Nem sequer acabou de ler o livro. Colocou-o junto ao peito, apertando-o, como se se consolasse. Notou-se ridículo e descontrolado, e então pousou o livro no seu colo. Ficou muitas horas assim, sentado no sofá a pensar, a imagem da tranquilidade se alguém estivesse a observá-lo, mas só ele sabia a inquietação que fervia dentro. Dentro do seu corpo paralisado, tremia como se estivesse no meio de uma ventania. E pensava, e pensava, e pensava. Olhava para o nada, embora a vista estivesse virada para a porta. Possivelmente esperava que ela entrasse por aquela porta e o levasse de volta ao passado, quando ele ainda não tinha lido aquele livro. Quando ele lutava para continuar debaixo de água, numa inocência forçada. Lentamente, como um tetris, a mente mostrava-lhe como tudo estava a encaixar quando assimilou, finalmente, o que há tantos anos sabia.

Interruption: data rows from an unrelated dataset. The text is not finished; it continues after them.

// End-to-end lake flow: webhook deliveries captured to a day-log, compacted
// into date partitions, and read back through the query surface.

use std::path::Path;
use std::time::Duration;

use chrono::NaiveDate;

use chatlake_core::types::{DateRange, RawDelivery};
use chatlake_lake::checkpoint::CheckpointStore;
use chatlake_lake::compact::Compactor;
use chatlake_lake::dedup::DedupSizing;
use chatlake_lake::query::{LakeQuery, MessageFilters};
use chatlake_lake::rawlog::DayLogWriter;

fn delivery(at: &str, body: &[u8]) -> RawDelivery {
    RawDelivery {
        received_at: at.parse().unwrap(),
        client_addr: "10.0.0.1".to_string(),
        headers: vec![("Content-Type".to_string(), "application/json".to_string())],
        body: body.to_vec(),
    }
}

fn message_body(msg_id: &str, create_time: i64, chatroom: &str) -> Vec<u8> {
    serde_json::json!({
        "msg_id": msg_id,
        "from_username": "u1",
        "to_username": "filehelper",
        "chatroom": chatroom,
        "chatroom_sender": "alice",
        "msg_type": 1,
        "create_time": create_time,
        "content": format!("hello from {msg_id}"),
        "is_chatroom_msg": if chatroom.is_empty() { 0 } else { 1 },
        "source": 7,
    })
    .to_string()
    .into_bytes()
}

fn compactor(root: &Path, checkpoints: &Path) -> Compactor {
    Compactor::new(
        root,
        CheckpointStore::new(checkpoints),
        10_000,
        "snappy",
        DedupSizing::default(),
        Duration::from_secs(1),
    )
}

#[test]
fn captured_deliveries_survive_to_query() {
    let tmp = tempfile::tempdir().unwrap();
    let raw_dir = tmp.path().join("raw");
    let lake_root = tmp.path().join("lake");
    let cp_dir = tmp.path().join("cp");

    // 2026-01-23T02:00:00Z and one message the next hour, plus binary junk
    // that must be captured but never compacted.
    let writer = DayLogWriter::new(&raw_dir, Duration::from_secs(5));
    writer
        .append(&delivery(
            "2026-01-23T02:00:00Z",
            &message_body("m1", 1_769_133_600, "room@chat"),
        ))
        .unwrap();
    writer
        .append(&delivery(
            "2026-01-23T03:00:00Z",
            &message_body("m2", 1_769_137_200, "room@chat"),
        ))
        .unwrap();
    writer
        .append(&delivery("2026-01-23T03:30:00Z", &[0xde, 0xad, 0xbe, 0xef]))
        .unwrap();
    assert_eq!(writer.health().message_count(), 3);

    let source = raw_dir.join("2026-01-23.jsonl");
    let stats = compactor(&lake_root, &cp_dir).compact(&source).unwrap();
    assert_eq!(stats.new_records, 2);
    assert_eq!(stats.unclassified, 1);

    let day = NaiveDate::from_ymd_opt(2026, 1, 23).unwrap();
    let rows: Vec<_> = LakeQuery::new(&lake_root)
        .query_messages(
            DateRange::single(day),
            MessageFilters {
                chatroom: Some("room@chat".to_string()),
                ..Default::default()
            },
            None,
        )
        .unwrap()
        .collect();
    assert_eq!(rows.len(), 2);
    let mut ids: Vec<&str> = rows.iter().map(|m| m.msg_id.as_str()).collect();
    ids.sort();
    assert_eq!(ids, vec!["m1", "m2"]);
    assert!(rows.iter().all(|m| m.source == "7"));
}

#[test]
fn compaction_is_idempotent_over_the_same_log() {
    let tmp = tempfile::tempdir().unwrap();
    let raw_dir = tmp.path().join("raw");
    let lake_root = tmp.path().join("lake");
    let cp_dir = tmp.path().join("cp");

    let writer = DayLogWriter::new(&raw_dir, Duration::from_secs(5));
    for (id, offset) in [("a", 0), ("b", 60)] {
        writer
            .append(&delivery(
                "2026-01-23T02:00:00Z",
                &message_body(id, 1_769_133_600 + offset, ""),
            ))
            .unwrap();
    }

    let source = raw_dir.join("2026-01-23.jsonl");
    let c = compactor(&lake_root, &cp_dir);
    assert_eq!(c.compact(&source).unwrap().new_records, 2);
    assert_eq!(c.compact(&source).unwrap().new_records, 0);

    let day = NaiveDate::from_ymd_opt(2026, 1, 23).unwrap();
    let rows: Vec<_> = LakeQuery::new(&lake_root)
        .query_messages(DateRange::single(day), MessageFilters::default(), None)
        .unwrap()
        .collect();
    assert_eq!(rows.len(), 2);
}

#[test]
fn messages_spanning_midnight_land_in_their_own_partitions() {
    let tmp = tempfile::tempdir().unwrap();
    let raw_dir = tmp.path().join("raw");
    let lake_root = tmp.path().join("lake");
    let cp_dir = tmp.path().join("cp");

    let writer = DayLogWriter::new(&raw_dir, Duration::from_secs(5));
    // 23:59:59 on the 22nd and exactly midnight on the 23rd.
    writer
        .append(&delivery(
            "2026-01-23T00:00:10Z",
            &message_body("late", 1_769_126_399, ""),
        ))
        .unwrap();
    writer
        .append(&delivery(
            "2026-01-23T00:00:11Z",
            &message_body("midnight", 1_769_126_400, ""),
        ))
        .unwrap();

    let source = raw_dir.join("2026-01-23.jsonl");
    compactor(&lake_root, &cp_dir).compact(&source).unwrap();

    let q = LakeQuery::new(&lake_root);
    let on_22: Vec<_> = q
        .query_messages(
            DateRange::single(NaiveDate::from_ymd_opt(2026, 1, 22).unwrap()),
            MessageFilters::default(),
            None,
        )
        .unwrap()
        .collect();
    let on_23: Vec<_> = q
        .query_messages(
            DateRange::single(NaiveDate::from_ymd_opt(2026, 1, 23).unwrap()),
            MessageFilters::default(),
            None,
        )
        .unwrap()
        .collect();

    assert_eq!(on_22.len(), 1);
    assert_eq!(on_22[0].msg_id, "late");
    assert_eq!(on_23.len(), 1);
    assert_eq!(on_23[0].msg_id, "midnight");
}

Depois de umas horas, como se acordasse de repente de um transe, levantou-se. Abriu o livro na última página que tinha lido e pousou-o numa cadeira de madeira que estava ao lado da porta. Tirou os óculos e pousou-os em cima do livro. Sabia a página de cor. Sabia a citação de cor.
“Naquele pequeno gesto, ele finalmente permitiu-se ver que ela já não o amava.”
As palavras adiam na sua mente. Ao lê-las, apercebeu-se que ela, a mulher dele, também já não o amava. Não; ao lê-las, foi confrontado com aquela realidade que não podia negar, e também ele se permitiu pensar, num misto de horror e honestidade crua, nos seus últimos dias.
Há verdades que nos caem nas mãos sem avisar. Por vezes, caem por nossa culpa, porque ouvimos algo que não devíamos em vez de ter o cuidado de tapar os ouvidos a tudo o que não fosse inocência. Ou porque insistimos que nos contassem, com birras e pedidos e adivinhas, e afinal as verdades que esperávamos ouvir eram grandes enganos que tínhamos permitido que nos embalassem. Outras caem sem querer, porque alguém nos atira essas verdades, sem pedirmos, como lâminas, e quando as agarramos cortamo-nos. Ou porque as lemos, de repente, como uma pequena frase sem sentido que nos arranca as cortinas do engano. Foi assim que ele descobriu. Ele não pediu aquela verdade; não fez birras, não perguntou. No fundo, como sussurros atrás de portas fechadas, intuía saber algo que não conseguia aceitar.
A verdade liberta, dizem. Talvez. Talvez, considera ele, levantando os ombros e colocando a cabeça de lado, como se ajudasse a pensar melhor. Mas por vezes, antes dessa aceitação e dessa libertação, pode existir um estilhaçar de pequenos pedaços de alma, como vidros. Os dele, como se tivessem espalhados pelo chão e fugido para baixo dos armários, foram impossíveis de apanhar e juntar e tentar fazer com que a imagem parecesse, de novo, intocada. Não podia voltar atrás naquela descoberta.
Saiu da sala e foi até ao quarto. Os dias tinham passado, era inegável. Entendeu, pela primeira vez, que na realidade o quarto já nem o cheiro dela tinha, já nem um resquício de esperança se prendia nos armários, nas gavetas, nas colchas. Só cheira a ele e a frio. Em cima da cómoda estava a carta que ele tinha ignorado durante tantos dias, preso na mentira e na esperança como numa teia. Se não lesse, nunca aconteceria. Abriu-a. Deixou-a cair no chão quando enterrou a cara, a chorar, na almofada que já não tinha o aroma da mulher.